Hors de cette confiance la construction de la régulation va s’enfermer dans des mécanismes complexes de ségrégation ou au contraire de mesures extraterritoriales. Aujourd’hui, dans des domaines d’allocation géographique ou d’évaluation de capitaux prudentiels par type de risques, de mécanismes de reporting prudentiel, de processus de gestion d’infrastructures prudentielles ( « trade repositories », CCP-chambres de clearing d’instruments financiers)…..on arrive à des contradictions ou des procédures difficilement applicables génératrices d’incertitudes juridiques et prudentielles dont les contraintes sont maintenant explicitement décriées par les grandes entreprises clientes des banques et des marchés.

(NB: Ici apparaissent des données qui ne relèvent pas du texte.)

//! World Configuration
//!
//! [`PhysicsConfig`] gathers every module's tunables in one value. Each
//! section defaults to the tuned gameplay constants, so a host only spells
//! out what it changes. With the `serde` feature the whole thing loads from
//! TOML; fixed-point fields are written as plain decimals.
//!
//! ```toml
//! [world]
//! fixed_dt = 0.016666666666
//! max_bodies = 128
//!
//! [balance]
//! stepping_threshold = 0.08
//! ```

use crate::balance::BalanceConfig;
use crate::collider::Aabb;
use crate::combat::CombatConfig;
use crate::error::PhysicsError;
use crate::event::EventConfig;
use crate::force::ForceFieldConfig;
use crate::integrator::IntegrationConfig;
use crate::math::{Fix64, Vec2Fix};
use crate::skeleton::SkeletonConfig;
use crate::sleeping::SleepConfig;
use crate::solver::SolverConfig;
use crate::spatial::BroadphaseConfig;

/// Timestep, arena and capacity settings
#[derive(Clone, Copy, Debug, PartialEq, Eq)]
#[cfg_attr(feature = "serde", derive(serde::Serialize, serde::Deserialize))]
#[cfg_attr(feature = "serde", serde(default))]
pub struct WorldConfig {
    /// The only timestep `step` accepts
    pub fixed_dt: Fix64,
    /// Body gravity (zero for a top-down arena)
    pub gravity: Vec2Fix,
    /// Velocity retention per tick for every dynamic body
    pub linear_damping: Fix64,
    /// Speed limit for bodies
    pub max_speed: Fix64,
    /// Arena bounds; bodies leaving it are clamped back
    pub bounds: Option<Aabb>,
    /// Maximum number of live bodies
    pub max_bodies: usize,
}

impl Default for WorldConfig {
    fn default() -> Self {
        let integration = IntegrationConfig::default();
        Self {
            fixed_dt: Fix64::from_ratio(1, 60),
            gravity: integration.gravity,
            linear_damping: integration.linear_damping,
            max_speed: integration.max_speed,
            bounds: integration.bounds,
            max_bodies: 256,
        }
    }
}

impl WorldConfig {
    /// Settings consumed by the integrator
    #[must_use]
    pub fn integration(&self) -> IntegrationConfig {
        IntegrationConfig {
            gravity: self.gravity,
            linear_damping: self.linear_damping,
            max_speed: self.max_speed,
            bounds: self.bounds,
        }
    }
}

/// Every tunable of a [`crate::world::PhysicsWorld`]
#[derive(Clone, Copy, Debug, Default, PartialEq, Eq)]
#[cfg_attr(feature = "serde", derive(serde::Serialize, serde::Deserialize))]
#[cfg_attr(feature = "serde", serde(default))]
pub struct PhysicsConfig {
    pub world: WorldConfig,
    pub solver: SolverConfig,
    pub broadphase: BroadphaseConfig,
    pub sleep: SleepConfig,
    pub events: EventConfig,
    pub forces: ForceFieldConfig,
    pub skeleton: SkeletonConfig,
    pub balance: BalanceConfig,
    pub combat: CombatConfig,
}

impl PhysicsConfig {
    /// Reject settings the simulation cannot run with
    pub fn validate(&self) -> Result<(), PhysicsError> {
        let w = &self.world;
        if !w.fixed_dt.is_positive() {
            return Err(PhysicsError::InvalidConfiguration {
                reason: "fixed_dt must be positive",
            });
        }
        if w.max_bodies == 0 || w.max_bodies > u32::MAX as usize {
            return Err(PhysicsError::InvalidConfiguration {
                reason: "max_bodies must be in 1..=u32::MAX",
            });
        }
        if w.linear_damping.is_negative() || w.linear_damping > Fix64::ONE {
            return Err(PhysicsError::InvalidConfiguration {
                reason: "linear_damping must lie in [0, 1]",
            });
        }
        if !w.max_speed.is_positive() {
            return Err(PhysicsError::InvalidConfiguration {
                reason: "max_speed must be positive",
            });
        }
        if let Some(b) = w.bounds {
            if b.min.x >= b.max.x || b.min.y >= b.max.y {
                return Err(PhysicsError::InvalidConfiguration {
                    reason: "bounds min must be below max",
                });
            }
        }
        if self.solver.velocity_iterations == 0 {
            return Err(PhysicsError::InvalidConfiguration {
                reason: "velocity_iterations must be at least 1",
            });
        }
        if self.broadphase.min_cell_size > self.broadphase.max_cell_size {
            return Err(PhysicsError::InvalidConfiguration {
                reason: "min_cell_size must not exceed max_cell_size",
            });
        }
        if self.events.capacity == 0 {
            return Err(PhysicsError::InvalidConfiguration {
                reason: "event capacity must be at least 1",
            });
        }
        if self.combat.max_damage.is_negative() {
            return Err(PhysicsError::InvalidConfiguration {
                reason: "max_damage must not be negative",
            });
        }
        self.skeleton.validate()?;
        self.balance.validate()
    }

    /// Parse a TOML document and validate it
    #[cfg(feature = "serde")]
    pub fn from_toml_str(text: &str) -> Result<Self, PhysicsError> {
        let config: Self = toml::from_str(text).map_err(|e| PhysicsError::ConfigParse {
            message: e.to_string(),
        })?;
        config.validate()?;
        Ok(config)
    }
}
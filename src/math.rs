//! Deterministic Fixed-Point Mathematics
//!
//! Bit-exact scalar and 2D vector arithmetic for the simulation core.
//!
//! # Overview
//!
//! Every quantity that feeds the physics step is a [`Fix64`]: a signed Q32.32
//! value stored in an `i64`. Multiplication and division widen to `i128`
//! before rescaling, square roots use integer Newton-Raphson with a fixed
//! iteration count, and nothing in this module touches IEEE 754 on the hot
//! path. The same inputs produce the same bits on x86, ARM and WASM.
//!
//! # Types
//!
//! - `Fix64` (I32F32): 32 integer bits, 32 fractional bits
//! - `Vec2Fix`: 2D vector using `Fix64` components
//!
//! # Precision
//!
//! - Range: ±2.1 × 10^9
//! - Precision: ~2.3 × 10^-10
//!
//! Overflow saturates instead of wrapping, so a runaway body pins at the
//! numeric limits rather than teleporting to the opposite edge of the world.

use core::cmp::Ordering;
use core::ops::{Add, AddAssign, Div, Mul, MulAssign, Neg, Sub, SubAssign};

// ============================================================================
// Fix64 (I32F32) - 64-bit Fixed-Point Number
// ============================================================================

/// Number of fractional bits.
pub const FRAC_BITS: u32 = 32;

const ONE_RAW: i64 = 1 << FRAC_BITS;

/// Newton-Raphson passes used by [`Fix64::sqrt`]. Enough for full 64-bit
/// convergence from a power-of-two initial guess.
const SQRT_ITERATIONS: usize = 12;

/// 64-bit fixed-point number (32 integer bits, 32 fractional bits)
///
/// Internal representation: `value = raw / 2^32`
#[derive(Clone, Copy, Debug, Default, PartialEq, Eq, Hash, PartialOrd, Ord)]
#[repr(transparent)]
pub struct Fix64(i64);

impl Fix64 {
    /// Zero constant
    pub const ZERO: Self = Self(0);

    /// One constant (1.0)
    pub const ONE: Self = Self(ONE_RAW);

    /// Negative one (-1.0)
    pub const NEG_ONE: Self = Self(-ONE_RAW);

    /// One half (0.5)
    pub const HALF: Self = Self(ONE_RAW / 2);

    /// Two (2.0)
    pub const TWO: Self = Self(2 * ONE_RAW);

    /// Largest representable value
    pub const MAX: Self = Self(i64::MAX);

    /// Smallest representable value
    pub const MIN: Self = Self(i64::MIN);

    /// Smallest positive value (one raw unit)
    pub const EPSILON: Self = Self(1);

    /// Create from integer
    #[inline]
    #[must_use]
    pub const fn from_int(n: i32) -> Self {
        Self((n as i64) << FRAC_BITS)
    }

    /// Create from raw Q32.32 bits
    #[inline]
    #[must_use]
    pub const fn from_raw(raw: i64) -> Self {
        Self(raw)
    }

    /// Raw Q32.32 bits
    #[inline]
    #[must_use]
    pub const fn raw(self) -> i64 {
        self.0
    }

    /// Create from fraction (numerator / denominator)
    ///
    /// Returns zero when `denom` is zero.
    #[must_use]
    pub const fn from_ratio(num: i64, denom: i64) -> Self {
        if denom == 0 {
            return Self::ZERO;
        }
        let scaled = ((num as i128) << FRAC_BITS) / denom as i128;
        Self(saturate(scaled))
    }

    /// Create from f64, rounding to the nearest representable value.
    ///
    /// Intended for configuration and tests. IEEE parsing and this
    /// conversion are both exact, so the result is still reproducible, but
    /// the simulation itself never converts back and forth.
    #[must_use]
    pub fn from_f64(f: f64) -> Self {
        if f.is_nan() {
            return Self::ZERO;
        }
        let scaled = f * ONE_RAW as f64;
        let rounded = if scaled >= 0.0 { scaled + 0.5 } else { scaled - 0.5 };
        // `as` saturates on out-of-range floats.
        Self(rounded as i64)
    }

    /// Convert to f64 (presentation only)
    #[inline]
    #[must_use]
    pub fn to_f64(self) -> f64 {
        self.0 as f64 / ONE_RAW as f64
    }

    /// Convert to f32 (presentation only)
    #[inline]
    #[must_use]
    pub fn to_f32(self) -> f32 {
        self.to_f64() as f32
    }

    /// Integer part, rounded toward negative infinity
    #[inline]
    #[must_use]
    pub const fn floor_int(self) -> i64 {
        self.0 >> FRAC_BITS
    }

    /// Absolute value
    #[inline]
    #[must_use]
    pub const fn abs(self) -> Self {
        Self(self.0.saturating_abs())
    }

    /// Check if negative
    #[inline]
    #[must_use]
    pub const fn is_negative(self) -> bool {
        self.0 < 0
    }

    /// Check if positive (strictly greater than zero)
    #[inline]
    #[must_use]
    pub const fn is_positive(self) -> bool {
        self.0 > 0
    }

    /// Check if zero
    #[inline]
    #[must_use]
    pub const fn is_zero(self) -> bool {
        self.0 == 0
    }

    /// Sign as -1, 0 or 1
    #[inline]
    #[must_use]
    pub const fn signum(self) -> Self {
        if self.0 > 0 {
            Self::ONE
        } else if self.0 < 0 {
            Self::NEG_ONE
        } else {
            Self::ZERO
        }
    }

    /// Half of this value
    #[inline]
    #[must_use]
    pub const fn half(self) -> Self {
        Self(self.0 >> 1)
    }

    /// Double of this value
    #[inline]
    #[must_use]
    pub const fn double(self) -> Self {
        Self(self.0.saturating_mul(2))
    }

    /// Smaller of two values
    #[inline]
    #[must_use]
    pub fn min(self, other: Self) -> Self {
        if self.0 <= other.0 {
            self
        } else {
            other
        }
    }

    /// Larger of two values
    #[inline]
    #[must_use]
    pub fn max(self, other: Self) -> Self {
        if self.0 >= other.0 {
            self
        } else {
            other
        }
    }

    /// Clamp into `[lo, hi]`
    #[inline]
    #[must_use]
    pub fn clamp(self, lo: Self, hi: Self) -> Self {
        self.max(lo).min(hi)
    }

    /// Division that returns zero when `rhs` is zero.
    #[inline]
    #[must_use]
    pub fn safe_div(self, rhs: Self) -> Self {
        if rhs.0 == 0 {
            return Self::ZERO;
        }
        Self(saturate(((self.0 as i128) << FRAC_BITS) / rhs.0 as i128))
    }

    /// Division that reports a zero denominator instead of substituting zero.
    #[inline]
    #[must_use]
    pub fn checked_div(self, rhs: Self) -> Option<Self> {
        if rhs.0 == 0 {
            None
        } else {
            Some(self.safe_div(rhs))
        }
    }

    /// `self * a / b` with a single rounding step. Returns zero when `b` is zero.
    #[must_use]
    pub fn mul_div(self, a: Self, b: Self) -> Self {
        if b.0 == 0 {
            return Self::ZERO;
        }
        Self(saturate((self.0 as i128 * a.0 as i128) / b.0 as i128))
    }

    /// Square root (deterministic Newton-Raphson, fixed iteration count)
    ///
    /// Negative inputs return zero. The result is the floor of the exact
    /// root at Q32.32 resolution.
    #[must_use]
    pub fn sqrt(self) -> Self {
        if self.0 <= 0 {
            return Self::ZERO;
        }
        // sqrt(raw / 2^32) * 2^32 == sqrt(raw << 32)
        Self(isqrt((self.0 as u128) << FRAC_BITS) as i64)
    }

    /// Square of this value
    #[inline]
    #[must_use]
    pub fn squared(self) -> Self {
        self * self
    }
}

/// Floor integer square root with a fixed number of Newton passes.
fn isqrt(n: u128) -> u128 {
    if n == 0 {
        return 0;
    }
    let bits = 128 - n.leading_zeros();
    let mut x: u128 = 1u128 << bits.div_ceil(2);
    for _ in 0..SQRT_ITERATIONS {
        let next = (x + n / x) >> 1;
        if next < x {
            x = next;
        }
    }
    x
}

#[inline]
const fn saturate(v: i128) -> i64 {
    if v > i64::MAX as i128 {
        i64::MAX
    } else if v < i64::MIN as i128 {
        i64::MIN
    } else {
        v as i64
    }
}

impl Add for Fix64 {
    type Output = Self;

    #[inline]
    fn add(self, rhs: Self) -> Self {
        Self(self.0.saturating_add(rhs.0))
    }
}

impl Sub for Fix64 {
    type Output = Self;

    #[inline]
    fn sub(self, rhs: Self) -> Self {
        Self(self.0.saturating_sub(rhs.0))
    }
}

impl Mul for Fix64 {
    type Output = Self;

    #[inline]
    fn mul(self, rhs: Self) -> Self {
        Self(saturate((self.0 as i128 * rhs.0 as i128) >> FRAC_BITS))
    }
}

impl Div for Fix64 {
    type Output = Self;

    /// Division by zero yields zero (see [`Fix64::safe_div`]).
    #[inline]
    fn div(self, rhs: Self) -> Self {
        self.safe_div(rhs)
    }
}

impl Neg for Fix64 {
    type Output = Self;

    #[inline]
    fn neg(self) -> Self {
        Self(self.0.saturating_neg())
    }
}

impl AddAssign for Fix64 {
    #[inline]
    fn add_assign(&mut self, rhs: Self) {
        *self = *self + rhs;
    }
}

impl SubAssign for Fix64 {
    #[inline]
    fn sub_assign(&mut self, rhs: Self) {
        *self = *self - rhs;
    }
}

impl MulAssign for Fix64 {
    #[inline]
    fn mul_assign(&mut self, rhs: Self) {
        *self = *self * rhs;
    }
}

impl core::fmt::Display for Fix64 {
    fn fmt(&self, f: &mut core::fmt::Formatter<'_>) -> core::fmt::Result {
        write!(f, "{:.6}", self.to_f64())
    }
}

#[cfg(feature = "serde")]
impl serde::Serialize for Fix64 {
    fn serialize<S: serde::Serializer>(&self, serializer: S) -> Result<S::Ok, S::Error> {
        serializer.serialize_f64(self.to_f64())
    }
}

#[cfg(feature = "serde")]
impl<'de> serde::Deserialize<'de> for Fix64 {
    fn deserialize<D: serde::Deserializer<'de>>(deserializer: D) -> Result<Self, D::Error> {
        let value = f64::deserialize(deserializer)?;
        Ok(Self::from_f64(value))
    }
}

// ============================================================================
// Vec2Fix - 2D Vector
// ============================================================================

/// 2D vector with fixed-point components
#[derive(Clone, Copy, Debug, Default, PartialEq, Eq, Hash)]
#[cfg_attr(feature = "serde", derive(serde::Serialize, serde::Deserialize))]
pub struct Vec2Fix {
    /// X component
    pub x: Fix64,
    /// Y component
    pub y: Fix64,
}

impl Vec2Fix {
    /// Zero vector
    pub const ZERO: Self = Self {
        x: Fix64::ZERO,
        y: Fix64::ZERO,
    };

    /// Unit X
    pub const UNIT_X: Self = Self {
        x: Fix64::ONE,
        y: Fix64::ZERO,
    };

    /// Unit Y (up)
    pub const UNIT_Y: Self = Self {
        x: Fix64::ZERO,
        y: Fix64::ONE,
    };

    /// Create a new vector
    #[inline]
    #[must_use]
    pub const fn new(x: Fix64, y: Fix64) -> Self {
        Self { x, y }
    }

    /// Create from integers
    #[inline]
    #[must_use]
    pub const fn from_int(x: i32, y: i32) -> Self {
        Self {
            x: Fix64::from_int(x),
            y: Fix64::from_int(y),
        }
    }

    /// Create from f64 components (configuration and tests)
    #[must_use]
    pub fn from_f64(x: f64, y: f64) -> Self {
        Self {
            x: Fix64::from_f64(x),
            y: Fix64::from_f64(y),
        }
    }

    /// Squared length
    #[inline]
    #[must_use]
    pub fn length_squared(self) -> Fix64 {
        self.x * self.x + self.y * self.y
    }

    /// Length
    ///
    /// Computed from the raw components in 128-bit space, so short vectors
    /// keep full precision instead of squaring away their low bits.
    #[must_use]
    pub fn length(self) -> Fix64 {
        let x = self.x.raw().unsigned_abs() as u128;
        let y = self.y.raw().unsigned_abs() as u128;
        let len = isqrt(x * x + y * y);
        Fix64::from_raw(len.min(i64::MAX as u128) as i64)
    }

    /// Unit vector in the same direction, or zero for a zero-length vector
    #[must_use]
    pub fn normalize(self) -> Self {
        self.try_normalize().unwrap_or(Self::ZERO)
    }

    /// Unit vector in the same direction, or `None` for a zero-length vector
    #[must_use]
    pub fn try_normalize(self) -> Option<Self> {
        let len = self.length();
        if len.is_zero() {
            None
        } else {
            Some(Self::new(self.x / len, self.y / len))
        }
    }

    /// Dot product
    #[inline]
    #[must_use]
    pub fn dot(self, other: Self) -> Fix64 {
        self.x * other.x + self.y * other.y
    }

    /// 2D cross product (z component of the 3D cross)
    #[inline]
    #[must_use]
    pub fn cross(self, other: Self) -> Fix64 {
        self.x * other.y - self.y * other.x
    }

    /// Counter-clockwise perpendicular
    #[inline]
    #[must_use]
    pub fn perpendicular(self) -> Self {
        Self::new(-self.y, self.x)
    }

    /// Scale by a scalar
    #[inline]
    #[must_use]
    pub fn scale(self, s: Fix64) -> Self {
        Self::new(self.x * s, self.y * s)
    }

    /// Distance to another point
    #[inline]
    #[must_use]
    pub fn distance_to(self, other: Self) -> Fix64 {
        (self - other).length()
    }

    /// Squared distance to another point
    #[inline]
    #[must_use]
    pub fn distance_squared_to(self, other: Self) -> Fix64 {
        (self - other).length_squared()
    }

    /// Component-wise minimum
    #[inline]
    #[must_use]
    pub fn min(self, other: Self) -> Self {
        Self::new(self.x.min(other.x), self.y.min(other.y))
    }

    /// Component-wise maximum
    #[inline]
    #[must_use]
    pub fn max(self, other: Self) -> Self {
        Self::new(self.x.max(other.x), self.y.max(other.y))
    }

    /// Clamp length to at most `max_len`
    #[must_use]
    pub fn clamp_length(self, max_len: Fix64) -> Self {
        let len_sq = self.length_squared();
        if len_sq <= max_len * max_len {
            return self;
        }
        self.normalize().scale(max_len)
    }

    /// Linear interpolation
    #[inline]
    #[must_use]
    pub fn lerp(self, other: Self, t: Fix64) -> Self {
        self + (other - self).scale(t)
    }
}

impl Add for Vec2Fix {
    type Output = Self;
    #[inline]
    fn add(self, rhs: Self) -> Self {
        Self::new(self.x + rhs.x, self.y + rhs.y)
    }
}

impl Sub for Vec2Fix {
    type Output = Self;
    #[inline]
    fn sub(self, rhs: Self) -> Self {
        Self::new(self.x - rhs.x, self.y - rhs.y)
    }
}

impl Neg for Vec2Fix {
    type Output = Self;
    #[inline]
    fn neg(self) -> Self {
        Self::new(-self.x, -self.y)
    }
}

impl Mul<Fix64> for Vec2Fix {
    type Output = Self;
    #[inline]
    fn mul(self, rhs: Fix64) -> Self {
        self.scale(rhs)
    }
}

impl AddAssign for Vec2Fix {
    #[inline]
    fn add_assign(&mut self, rhs: Self) {
        *self = *self + rhs;
    }
}

impl SubAssign for Vec2Fix {
    #[inline]
    fn sub_assign(&mut self, rhs: Self) {
        *self = *self - rhs;
    }
}

impl PartialOrd for Vec2Fix {
    fn partial_cmp(&self, other: &Self) -> Option<Ordering> {
        Some(self.cmp(other))
    }
}

impl Ord for Vec2Fix {
    /// Lexicographic (x, then y). Used for deterministic hull construction.
    fn cmp(&self, other: &Self) -> Ordering {
        self.x.cmp(&other.x).then(self.y.cmp(&other.y))
    }
}

// ============================================================================
// Tests
// ============================================================================
/// Everything observable after a scripted run
#[derive(Debug, PartialEq)]
struct Trace {
    bodies: Vec<(i64, i64)>,
    joints: Vec<(i64, i64)>,
    events: Vec<CollisionEvent>,
    checksum: SimulationChecksum,
}

fn scripted_run(seed: u64, ticks: u32) -> Trace {
    let mut world = PhysicsWorld::new(PhysicsConfig::default()).unwrap();
    world.set_seed(seed);

    let mut rng = DeterministicRng::new(seed);
    let mut handles = Vec::new();
    for i in 0..12 {
        let x = Fix64::from_int(i % 4 * 2 - 3);
        let y = Fix64::from_int(i / 4 * 2 - 2);
        let v = Vec2Fix::new(rng.next_signed(Fix64::from_int(3)), rng.next_signed(Fix64::from_int(3)));
        let desc = BodyDesc::dynamic(Shape::circle(Fix64::from_ratio(2, 5)), Fix64::ONE)
            .with_position(Vec2Fix::new(x, y))
            .with_velocity(v)
            .with_restitution(Fix64::from_ratio(4, 5));
        handles.push(world.create_body(&desc).unwrap());
    }
    world.spawn_skeleton(Vec2Fix::ZERO, None).unwrap();
    world.skeleton_mut().unwrap().lean(Fix64::from_ratio(4, 100));

    let mut events = Vec::new();
    for tick in 0..ticks {
        if tick % 10 == 0 {
            let target = handles[(tick / 10) as usize % handles.len()];
            let kick = Vec2Fix::new(rng.next_signed(Fix64::TWO), rng.next_signed(Fix64::TWO));
            world.apply_impulse(target, kick).unwrap();
        }
        world.step(dt()).unwrap();
        events.extend(world.drain_collision_events());
    }

    Trace {
        bodies: handles
            .iter()
            .map(|&h| raw(world.get_body_position(h).unwrap()))
            .collect(),
        joints: JointId::ALL
            .iter()
            .map(|&j| raw(world.get_joint_position(j).unwrap()))
            .collect(),
        events,
        checksum: world.checksum(),
    }
}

Pourquoi cela ? Un déséquilibre entre le politique et la réalité. Il ne s’agit pas de lobby- pays ou public-privé. Il s’agit de concevoir des règles du jeu et des pratiques qui de bout en bout peuvent fonctionner sur la base de principes prudentiels (politiques) compatibles. Comment faire ? Cela implique de concevoir un process de bout en bout qui définisse, non pas dans l’improvisation initiée par  des pressions diverses des marchés ou des agendas politiques, des méthodes de travail communes commençant assez tôt (early stage) et concernant la logique des règles et de la surveillance. Bien entendu on n’attend pas de TTIP de revenir sur le contenu substantiel des règles. Les américains craignent en effet que ce soit un mécanisme pour démanteler leur régulation « DoddFranck Act ». Bien entendu les années qui viennent seront bien différentes des années passées et de nos 41 régulations européennes et des milliers de pages de DFA. Il s’agira de faire vivre ce très lourd corpus de règles confronté à l’évolution de la réalité et des besoins de l’économie réelle. Il faudra le faire vivre de manière cohérence et convergente entre nos deux régions. Cela ne se fera pas « naturellement », il faudra une volonté commune et une méthode. C’est du point de vue de l’Europe l’objectif de TTIP pour les services financiers. Cet objectif est unanimement partagé par les représentants de l’industrie financière des deux côtés de l’Atlantique et c’est exprimé le 25 Mars 2014 dans un communiqué commun «US and European Financial services trade associatioons statement on TTIP». Il ne s’agit pas là d’une simple question de négociation « commerciale » et de barrière douanière. Il s’agit d’une mesure qui conditionne le bon fonctionnement du système financier international c’est-à-dire sa stabilité et sa contribution à la croissance et l’emploi.

Après la crise financière importée des US, intégrer les services financiers au TTIP, pour les US et l’EUROPE est une question de responsabilité et d’exemplarité et non de simple défense d’intérêts catégoriels.